Der türkische Verteidigungsminister Hulusi Akar hat laut Anadolu mitgeteilt, die gemeinsamen Patrouillen der Türkei und Russlands im syrischen Idlib seien ein wichtiger Schritt für die Fortsetzung des Waffenstillstands und die Gewährleistung der Stabilität.

Akars Äußerungen kamen, als laut Sabah türkische und russische Truppen offiziell ihre gemeinsamen Patrouillen in der syrischen Provinz Idlib begannen. Der Minister kündigte am 8. März auch die Aufhebung aller Luftraumbeschränkungen in Idlib und Afrin an. Er ging auch auf die Besorgnis ein, dass die Türkei in direktem Kontakt mit dem Assad-Regime stehe. Ankara führte nur Gespräche mit dem Russen und gelegentlich mit dem Iran, wenn dies erforderlich ist. Akar sagte, es sei endgültig, dass das türkische Militär in das Gebiet an der syrischen Grenze stationiert würde.

Akar sagte, die Türkei erwarte von Syrien, den Waffenstillstand in Idlib zu respektieren, und fügte hinzu, dass Russland die syrische Armee daran hindern solle, Angriffe auf Idlib durchzuführen.

Im Rahmen der Astana-Gespräche zwischen der Türkei, Russland und dem Iran sind die drei Länder Garant für einen Waffenstillstand in Idlib und vereinbaren die Einrichtung einer Deeskalationszone in der Region.

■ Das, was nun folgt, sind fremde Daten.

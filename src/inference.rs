use std::collections::BTreeSet;
use std::fmt;

use serde::Serialize;

use crate::lexicons::fold;

/// Rendered label for an entry with no detected distortion.
pub const NONE_DETECTED: &str = "none detected";

/// The closed set of cognitive-distortion kinds the engine can detect.
#[derive(Debug, Clone, Copy, PartialEq, Eq, PartialOrd, Ord, Serialize)]
pub enum DistortionKind {
    Catastrophizing,
    FortuneTelling,
    Personalization,
    ShouldStatements,
    MindReading,
    Overgeneralization,
}

impl DistortionKind {
    pub const ALL: [DistortionKind; 6] = [
        DistortionKind::Catastrophizing,
        DistortionKind::FortuneTelling,
        DistortionKind::Personalization,
        DistortionKind::ShouldStatements,
        DistortionKind::MindReading,
        DistortionKind::Overgeneralization,
    ];

    pub fn label(self) -> &'static str {
        match self {
            DistortionKind::Catastrophizing => "catastrophizing",
            DistortionKind::FortuneTelling => "fortune telling",
            DistortionKind::Personalization => "personalization",
            DistortionKind::ShouldStatements => "should statements",
            DistortionKind::MindReading => "mind reading",
            DistortionKind::Overgeneralization => "overgeneralization",
        }
    }

    pub fn from_label(label: &str) -> Option<Self> {
        Self::ALL.iter().copied().find(|k| k.label() == label)
    }

    /// A kind is detected when ANY of its phrases is a literal substring
    /// of the folded text. Multi-word phrases stay contiguous. This is
    /// deliberately not token matching ("will" matches "willing").
    pub fn phrases(self) -> &'static [&'static str] {
        match self {
            DistortionKind::Catastrophizing => {
                &["never", "always", "worst", "disaster", "ruined"]
            }
            DistortionKind::FortuneTelling => &["will", "predict", "inevitable"],
            DistortionKind::Personalization => &["my fault", "it's me", "because of me"],
            DistortionKind::ShouldStatements => &["should", "must", "have to"],
            DistortionKind::MindReading => &["think", "assume", "guess", "know what others"],
            DistortionKind::Overgeneralization => {
                &["everyone", "nobody", "every time", "all", "none"]
            }
        }
    }
}

impl fmt::Display for DistortionKind {
    fn fmt(&self, f: &mut fmt::Formatter<'_>) -> fmt::Result {
        f.write_str(self.label())
    }
}

/// Multi-label classification result. An empty kind set renders as the
/// "none detected" sentinel and counts as zero.
#[derive(Debug, Clone, Default, PartialEq, Eq)]
pub struct DistortionResult {
    detected: BTreeSet<DistortionKind>,
}

impl DistortionResult {
    pub fn new(detected: BTreeSet<DistortionKind>) -> Self {
        Self { detected }
    }

    pub fn kinds(&self) -> &BTreeSet<DistortionKind> {
        &self.detected
    }

    /// 0 iff the rendered set is exactly {"none detected"}.
    pub fn count(&self) -> usize {
        self.detected.len()
    }

    /// Rendered label set; never empty.
    pub fn labels(&self) -> Vec<&'static str> {
        if self.detected.is_empty() {
            vec![NONE_DETECTED]
        } else {
            self.detected.iter().map(|k| k.label()).collect()
        }
    }
}

/// The "text → label(s)" capability. The rule-based classifier below and
/// an external model-backed classifier share this contract, keeping the
/// aggregation stages agnostic to which produced the labels.
pub trait DistortionLabeler: Sync {
    fn label_entry(&self, text: &str) -> DistortionResult;
}

/// Keyword-driven multi-label classifier: no thresholds, no scores. A
/// text may trigger several kinds at once.
pub struct KeywordInference;

impl DistortionLabeler for KeywordInference {
    fn label_entry(&self, text: &str) -> DistortionResult {
        let folded = fold(text);
        let detected = DistortionKind::ALL
            .iter()
            .copied()
            .filter(|kind| kind.phrases().iter().any(|p| folded.contains(p)))
            .collect();
        DistortionResult::new(detected)
    }
}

Der türkische Präsident Erdogan hatte bisher erfolglos versucht, einen Teil des syrischen Staatsgebiets durch eine militärische Okkupation unter seinen Einfluss zu bringen.

Die Türkei hat 12 Beobachtungspunkte im Umkreis Idlibs eingerichtet, um das Waffenstillstandsabkommen zu überwachen und aufrechtzuerhalten, humanitäre Hilfe zu leisten und die Kontrolle über mögliche Flüchtlingsbewegungen zu behalten.